Below is a listing. Write out exactly its lines between the one holding "use cfgio::errors::DiskIOError;" and the one holding "impl<T: DiskIO +", inclusive.

::: Dataset content

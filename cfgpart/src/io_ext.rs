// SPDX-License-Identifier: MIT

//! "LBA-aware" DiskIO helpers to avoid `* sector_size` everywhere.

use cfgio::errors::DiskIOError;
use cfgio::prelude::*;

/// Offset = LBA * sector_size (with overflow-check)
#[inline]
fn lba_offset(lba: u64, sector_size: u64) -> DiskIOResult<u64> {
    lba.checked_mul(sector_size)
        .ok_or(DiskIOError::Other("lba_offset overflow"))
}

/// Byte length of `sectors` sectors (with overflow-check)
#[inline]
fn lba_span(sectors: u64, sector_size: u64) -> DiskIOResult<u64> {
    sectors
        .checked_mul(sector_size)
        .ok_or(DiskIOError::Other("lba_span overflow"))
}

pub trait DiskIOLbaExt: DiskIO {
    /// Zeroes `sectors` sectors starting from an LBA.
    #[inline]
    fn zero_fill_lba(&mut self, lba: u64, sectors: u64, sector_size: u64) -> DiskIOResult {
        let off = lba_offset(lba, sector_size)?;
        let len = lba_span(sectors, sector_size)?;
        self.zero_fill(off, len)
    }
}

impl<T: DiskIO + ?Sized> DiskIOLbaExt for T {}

::::::
::: Dataset content

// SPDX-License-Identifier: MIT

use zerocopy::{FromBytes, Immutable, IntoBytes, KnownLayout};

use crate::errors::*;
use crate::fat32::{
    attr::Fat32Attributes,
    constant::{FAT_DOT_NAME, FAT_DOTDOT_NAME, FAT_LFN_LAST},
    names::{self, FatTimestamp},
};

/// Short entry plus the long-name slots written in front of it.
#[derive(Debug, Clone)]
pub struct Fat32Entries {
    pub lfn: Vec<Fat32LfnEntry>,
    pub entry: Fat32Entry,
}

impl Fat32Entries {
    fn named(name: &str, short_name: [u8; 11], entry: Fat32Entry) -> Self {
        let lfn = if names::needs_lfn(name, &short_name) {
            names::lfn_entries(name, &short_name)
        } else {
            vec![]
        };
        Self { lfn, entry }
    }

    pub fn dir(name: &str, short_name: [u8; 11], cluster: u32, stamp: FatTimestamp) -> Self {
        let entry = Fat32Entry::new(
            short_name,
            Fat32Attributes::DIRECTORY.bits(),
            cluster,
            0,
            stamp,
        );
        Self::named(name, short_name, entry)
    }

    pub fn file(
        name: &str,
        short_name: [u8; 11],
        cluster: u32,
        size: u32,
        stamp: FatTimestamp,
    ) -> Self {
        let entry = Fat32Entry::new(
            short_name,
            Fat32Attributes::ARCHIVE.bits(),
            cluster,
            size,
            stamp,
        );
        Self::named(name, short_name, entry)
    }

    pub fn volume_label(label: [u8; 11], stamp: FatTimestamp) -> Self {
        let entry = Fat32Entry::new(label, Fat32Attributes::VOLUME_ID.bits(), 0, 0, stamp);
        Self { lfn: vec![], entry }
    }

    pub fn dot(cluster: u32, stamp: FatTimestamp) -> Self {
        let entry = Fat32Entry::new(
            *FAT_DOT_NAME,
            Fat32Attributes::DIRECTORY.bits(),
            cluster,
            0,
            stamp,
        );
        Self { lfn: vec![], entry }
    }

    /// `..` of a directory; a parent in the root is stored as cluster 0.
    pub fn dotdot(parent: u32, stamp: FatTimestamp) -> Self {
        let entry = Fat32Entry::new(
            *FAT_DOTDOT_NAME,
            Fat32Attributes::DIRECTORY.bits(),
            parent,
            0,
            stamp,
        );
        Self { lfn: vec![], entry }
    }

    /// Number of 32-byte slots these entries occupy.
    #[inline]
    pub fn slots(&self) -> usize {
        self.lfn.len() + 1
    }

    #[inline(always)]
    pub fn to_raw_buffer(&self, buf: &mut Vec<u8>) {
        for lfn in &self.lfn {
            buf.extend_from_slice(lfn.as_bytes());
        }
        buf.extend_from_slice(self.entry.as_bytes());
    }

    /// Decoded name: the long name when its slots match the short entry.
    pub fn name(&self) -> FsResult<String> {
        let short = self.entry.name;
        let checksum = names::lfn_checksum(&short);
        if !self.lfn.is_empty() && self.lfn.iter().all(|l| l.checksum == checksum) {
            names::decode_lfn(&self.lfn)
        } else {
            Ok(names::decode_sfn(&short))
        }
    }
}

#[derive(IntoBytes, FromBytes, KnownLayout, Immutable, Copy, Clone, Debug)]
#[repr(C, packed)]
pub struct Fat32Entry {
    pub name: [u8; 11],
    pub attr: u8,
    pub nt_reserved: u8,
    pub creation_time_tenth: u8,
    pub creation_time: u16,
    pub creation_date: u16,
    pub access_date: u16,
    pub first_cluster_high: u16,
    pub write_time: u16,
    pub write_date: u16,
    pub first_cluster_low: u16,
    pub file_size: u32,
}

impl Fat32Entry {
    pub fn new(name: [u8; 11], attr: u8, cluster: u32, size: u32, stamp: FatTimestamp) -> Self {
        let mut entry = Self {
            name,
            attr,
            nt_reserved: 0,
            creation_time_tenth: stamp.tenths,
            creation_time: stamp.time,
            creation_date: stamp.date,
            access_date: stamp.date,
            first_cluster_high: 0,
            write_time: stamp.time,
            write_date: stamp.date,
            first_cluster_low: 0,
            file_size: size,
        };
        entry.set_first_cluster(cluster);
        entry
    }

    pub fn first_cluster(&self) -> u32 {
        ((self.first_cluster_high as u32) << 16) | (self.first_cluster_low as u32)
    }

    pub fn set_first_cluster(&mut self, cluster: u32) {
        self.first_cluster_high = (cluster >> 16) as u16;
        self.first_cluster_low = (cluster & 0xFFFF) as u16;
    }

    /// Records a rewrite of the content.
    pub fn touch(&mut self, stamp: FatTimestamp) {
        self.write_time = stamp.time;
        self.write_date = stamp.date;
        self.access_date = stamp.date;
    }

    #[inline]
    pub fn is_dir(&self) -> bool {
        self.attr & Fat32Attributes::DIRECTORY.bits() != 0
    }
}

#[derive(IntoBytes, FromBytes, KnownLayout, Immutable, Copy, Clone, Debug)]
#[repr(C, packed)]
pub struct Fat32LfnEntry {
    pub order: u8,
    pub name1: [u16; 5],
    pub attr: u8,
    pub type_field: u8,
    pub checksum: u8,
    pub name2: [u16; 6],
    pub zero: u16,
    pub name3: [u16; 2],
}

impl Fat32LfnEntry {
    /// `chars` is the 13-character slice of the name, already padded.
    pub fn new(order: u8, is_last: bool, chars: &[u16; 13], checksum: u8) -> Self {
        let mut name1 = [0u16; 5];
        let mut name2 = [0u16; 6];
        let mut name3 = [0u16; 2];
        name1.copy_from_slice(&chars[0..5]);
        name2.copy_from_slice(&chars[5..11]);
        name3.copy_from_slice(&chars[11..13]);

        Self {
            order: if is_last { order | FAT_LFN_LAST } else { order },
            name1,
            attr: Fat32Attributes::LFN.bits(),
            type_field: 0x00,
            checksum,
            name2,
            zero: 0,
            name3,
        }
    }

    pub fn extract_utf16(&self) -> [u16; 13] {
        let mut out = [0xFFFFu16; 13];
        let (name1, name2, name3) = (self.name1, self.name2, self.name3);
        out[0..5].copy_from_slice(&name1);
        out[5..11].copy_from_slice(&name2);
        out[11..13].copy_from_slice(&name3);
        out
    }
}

::::::
::: Dataset content

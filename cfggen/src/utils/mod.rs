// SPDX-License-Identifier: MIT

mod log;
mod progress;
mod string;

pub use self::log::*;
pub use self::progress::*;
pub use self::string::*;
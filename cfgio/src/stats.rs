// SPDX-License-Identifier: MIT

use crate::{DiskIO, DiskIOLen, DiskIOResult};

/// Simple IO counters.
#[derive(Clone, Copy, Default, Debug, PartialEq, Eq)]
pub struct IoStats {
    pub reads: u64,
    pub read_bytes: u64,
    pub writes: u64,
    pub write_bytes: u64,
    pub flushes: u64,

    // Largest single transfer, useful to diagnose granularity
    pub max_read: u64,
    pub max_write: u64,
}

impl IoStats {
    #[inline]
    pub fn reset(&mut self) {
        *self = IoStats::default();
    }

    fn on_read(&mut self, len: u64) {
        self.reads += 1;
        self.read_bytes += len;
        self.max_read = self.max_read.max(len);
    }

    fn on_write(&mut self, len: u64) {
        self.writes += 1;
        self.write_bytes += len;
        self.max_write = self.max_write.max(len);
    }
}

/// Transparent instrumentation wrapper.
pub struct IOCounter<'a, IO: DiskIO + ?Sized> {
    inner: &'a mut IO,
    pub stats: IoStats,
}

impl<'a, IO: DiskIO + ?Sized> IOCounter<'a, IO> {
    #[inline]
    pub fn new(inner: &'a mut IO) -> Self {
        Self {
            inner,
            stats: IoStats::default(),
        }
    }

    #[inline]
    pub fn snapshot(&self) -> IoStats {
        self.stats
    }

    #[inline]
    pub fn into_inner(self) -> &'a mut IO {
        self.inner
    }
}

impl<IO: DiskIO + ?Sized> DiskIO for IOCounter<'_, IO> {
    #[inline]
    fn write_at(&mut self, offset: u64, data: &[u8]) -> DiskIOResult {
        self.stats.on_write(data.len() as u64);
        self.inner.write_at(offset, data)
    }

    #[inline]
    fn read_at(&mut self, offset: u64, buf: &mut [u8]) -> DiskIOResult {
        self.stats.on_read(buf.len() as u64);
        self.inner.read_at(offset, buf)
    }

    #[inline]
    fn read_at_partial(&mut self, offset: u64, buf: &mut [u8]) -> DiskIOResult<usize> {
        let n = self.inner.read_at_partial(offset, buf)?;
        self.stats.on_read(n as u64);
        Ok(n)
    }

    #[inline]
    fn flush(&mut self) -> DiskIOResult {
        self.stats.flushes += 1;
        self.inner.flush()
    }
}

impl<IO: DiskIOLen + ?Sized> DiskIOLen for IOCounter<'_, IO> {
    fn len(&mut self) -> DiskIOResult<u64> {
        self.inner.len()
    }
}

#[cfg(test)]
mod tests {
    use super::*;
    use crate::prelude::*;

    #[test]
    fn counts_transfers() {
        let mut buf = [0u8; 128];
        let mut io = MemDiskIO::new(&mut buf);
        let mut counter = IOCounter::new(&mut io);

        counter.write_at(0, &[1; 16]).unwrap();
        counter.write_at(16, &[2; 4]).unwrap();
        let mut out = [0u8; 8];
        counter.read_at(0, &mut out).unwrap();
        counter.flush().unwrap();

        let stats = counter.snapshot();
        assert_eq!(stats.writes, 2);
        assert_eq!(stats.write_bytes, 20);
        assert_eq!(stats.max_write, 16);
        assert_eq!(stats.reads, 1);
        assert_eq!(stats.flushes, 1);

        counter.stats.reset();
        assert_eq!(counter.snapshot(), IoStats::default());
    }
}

::::::

* Answer to this exercise *
use cfgio::errors::DiskIOError;
use cfgio::prelude::*;

/// Offset = LBA * sector_size (with overflow-check)
#[inline]
fn lba_offset(lba: u64, sector_size: u64) -> DiskIOResult<u64> {
    lba.checked_mul(sector_size)
        .ok_or(DiskIOError::Other("lba_offset overflow"))
}

/// Byte length of `sectors` sectors (with overflow-check)
#[inline]
fn lba_span(sectors: u64, sector_size: u64) -> DiskIOResult<u64> {
    sectors
        .checked_mul(sector_size)
        .ok_or(DiskIOError::Other("lba_span overflow"))
}

pub trait DiskIOLbaExt: DiskIO {
    /// Zeroes `sectors` sectors starting from an LBA.
    #[inline]
    fn zero_fill_lba(&mut self, lba: u64, sectors: u64, sector_size: u64) -> DiskIOResult {
        let off = lba_offset(lba, sector_size)?;
        let len = lba_span(sectors, sector_size)?;
        self.zero_fill(off, len)
    }
}

impl<T: DiskIO + ?Sized> DiskIOLbaExt for T {}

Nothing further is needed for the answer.